Kathinka Zitz (née Halein; November 4, 1801 – March 8, 1877) was a German poet, short story writer, journalist, translator and novelist who has been called "the poet laureate of the German Revolution".

==Biography==
Kathinka Halein grew up in Mainz. Born to Anton Victor and Anna Marie Markowitzka Halein. The family was well off until the Napoleonic Wars. During the wars they were forced to live sparingly and moved in with Zitz-Halein's maternal grandmother's house. Her mother died on May 26, 1825, and her father grew increasingly erratic and violent.

In the early 1820s she was given power of attorney and ran the family's business. Zitz-Halein worked as a governess for three years but returned to Mainz to care for her young sister. She provided income for the family by selling embroidery and teaching French lessons. In the 1830s she translated three novels by Victor Hugo. On June 3, 1837, she married a distant relative, the prominent Mainz attorney and 1848 revolutionary Dr. Franz Heinrich Zitz. They lived together for two years. She wrote for the Mannheimer Abendzeitung, opposing censorship and calling for reform in marriage, divorce and guardianship laws. In the German revolutions of 1848–49 she founded and was first president of the Humania Association, the largest revolutionary women's organization.
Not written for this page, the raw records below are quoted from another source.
//! Lexer (tokenizer) for the network description language.

use crate::error::{PhysarumError, Result};

/// A token produced by the lexer.
#[derive(Debug, Clone, PartialEq)]
pub struct Token {
    /// The kind of token
    pub kind: TokenKind,
    /// The token's text (without quotes for strings)
    pub text: String,
    /// Line number (1-indexed)
    pub line: usize,
    /// Column number (1-indexed)
    pub column: usize,
}

/// Token types in the description language.
#[derive(Debug, Clone, PartialEq)]
pub enum TokenKind {
    /// An identifier (connection name, node name, parameter key)
    Identifier,
    /// A number (integer or floating point)
    Number,
    /// A quoted string
    Str,
    /// A directive (starts with '.')
    Directive,
    /// Equals sign '='
    Equals,
    /// Newline
    Newline,
    /// End of file
    Eof,
}

/// Lexer for tokenizing network descriptions.
pub struct Lexer<'a> {
    chars: std::iter::Peekable<std::str::Chars<'a>>,
    line: usize,
    column: usize,
}

impl<'a> Lexer<'a> {
    /// Create a new lexer for the given input.
    pub fn new(input: &'a str) -> Self {
        Self {
            chars: input.chars().peekable(),
            line: 1,
            column: 1,
        }
    }

    /// Get the next token.
    pub fn next_token(&mut self) -> Result<Token> {
        self.skip_whitespace_and_comments();

        let line = self.line;
        let column = self.column;
        let token = |kind, text: String| Token {
            kind,
            text,
            line,
            column,
        };

        let ch = match self.chars.peek().copied() {
            Some(ch) => ch,
            None => return Ok(token(TokenKind::Eof, String::new())),
        };

        let tok = match ch {
            '\n' => {
                self.advance();
                token(TokenKind::Newline, "\n".to_string())
            }
            '.' => {
                self.advance();
                let text = self.read_identifier();
                if text.is_empty() {
                    return Err(PhysarumError::lexer(
                        line,
                        column,
                        "expected directive name after '.'",
                    ));
                }
                token(TokenKind::Directive, format!(".{}", text))
            }
            '=' => {
                self.advance();
                token(TokenKind::Equals, "=".to_string())
            }
            '"' => {
                self.advance();
                let text = self.read_string().ok_or_else(|| {
                    PhysarumError::lexer(line, column, "unterminated string")
                })?;
                token(TokenKind::Str, text)
            }
            '-' | '+' | '0'..='9' => {
                let text = self.read_number();
                if text.parse::<f64>().is_err() {
                    return Err(PhysarumError::lexer(
                        line,
                        column,
                        format!("invalid number '{}'", text),
                    ));
                }
                token(TokenKind::Number, text)
            }
            _ if ch.is_alphabetic() || ch == '_' => {
                let text = self.read_identifier();
                token(TokenKind::Identifier, text)
            }
            _ => {
                return Err(PhysarumError::lexer(
                    line,
                    column,
                    format!("unexpected character '{}'", ch),
                ));
            }
        };

        Ok(tok)
    }

    fn advance(&mut self) -> Option<char> {
        let ch = self.chars.next()?;
        if ch == '\n' {
            self.line += 1;
            self.column = 1;
        } else {
            self.column += 1;
        }
        Some(ch)
    }

    fn skip_whitespace_and_comments(&mut self) {
        while let Some(&ch) = self.chars.peek() {
            if ch == ' ' || ch == '\t' || ch == '\r' {
                self.advance();
            } else if ch == '#' || ch == ';' {
                // Skip comment until end of line
                while let Some(&c) = self.chars.peek() {
                    if c == '\n' {
                        break;
                    }
                    self.advance();
                }
            } else {
                break;
            }
        }
    }

    fn read_identifier(&mut self) -> String {
        let mut text = String::new();
        while let Some(&ch) = self.chars.peek() {
            if ch.is_alphanumeric() || ch == '_' || ch == '-' {
                text.push(ch);
                self.advance();
            } else {
                break;
            }
        }
        text
    }

    fn read_string(&mut self) -> Option<String> {
        let mut text = String::new();
        loop {
            match self.chars.peek().copied() {
                Some('"') => {
                    self.advance();
                    return Some(text);
                }
                Some('\n') | None => return None,
                Some(ch) => {
                    text.push(ch);
                    self.advance();
                }
            }
        }
    }

    fn read_digits(&mut self, text: &mut String) {
        while let Some(&ch) = self.chars.peek() {
            if ch.is_ascii_digit() {
                text.push(ch);
                self.advance();
            } else {
                break;
            }
        }
    }

    fn read_number(&mut self) -> String {
        let mut text = String::new();

        // Optional sign
        if let Some(&ch) = self.chars.peek() {
            if ch == '-' || ch == '+' {
                text.push(ch);
                self.advance();
            }
        }

        self.read_digits(&mut text);

        // Decimal part
        if let Some(&'.') = self.chars.peek() {
            text.push('.');
            self.advance();
            self.read_digits(&mut text);
        }

        // Exponent part
        if let Some(&ch) = self.chars.peek() {
            if ch == 'e' || ch == 'E' {
                text.push(ch);
                self.advance();
                if let Some(&sign) = self.chars.peek() {
                    if sign == '-' || sign == '+' {
                        text.push(sign);
                        self.advance();
                    }
                }
                self.read_digits(&mut text);
            }
        }

        text
    }
}

/// Parse a numeric token.
pub fn parse_value(text: &str) -> Option<f64> {
    text.trim().parse::<f64>().ok()
}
A prolific short story writer, in the 1860s she wrote fictionalized biographical novels of Goethe, Heine, Rahel Varnhagen and Byron.

== Published works ==
Kathinka Zitz-Halein's published works as cited by An Encyclopedia of Continental Women Writers.

Translations:
- Marion der Lorme, 1833.
- Triboulet, oder der Königs Hofnarr, 1835.
- Cromwell, 1835.

Novels:
- Goethe, 1863.
- Heine, 1864.
- Rahel Varnhagen, 1864.
- Byron, 1867.
- Für einen übertreibenden Deutschthümler, 1991.

Children's books:
- Die jungen Helden. Ein Buch für Knaben, Mainz, J.Scholz, 1840.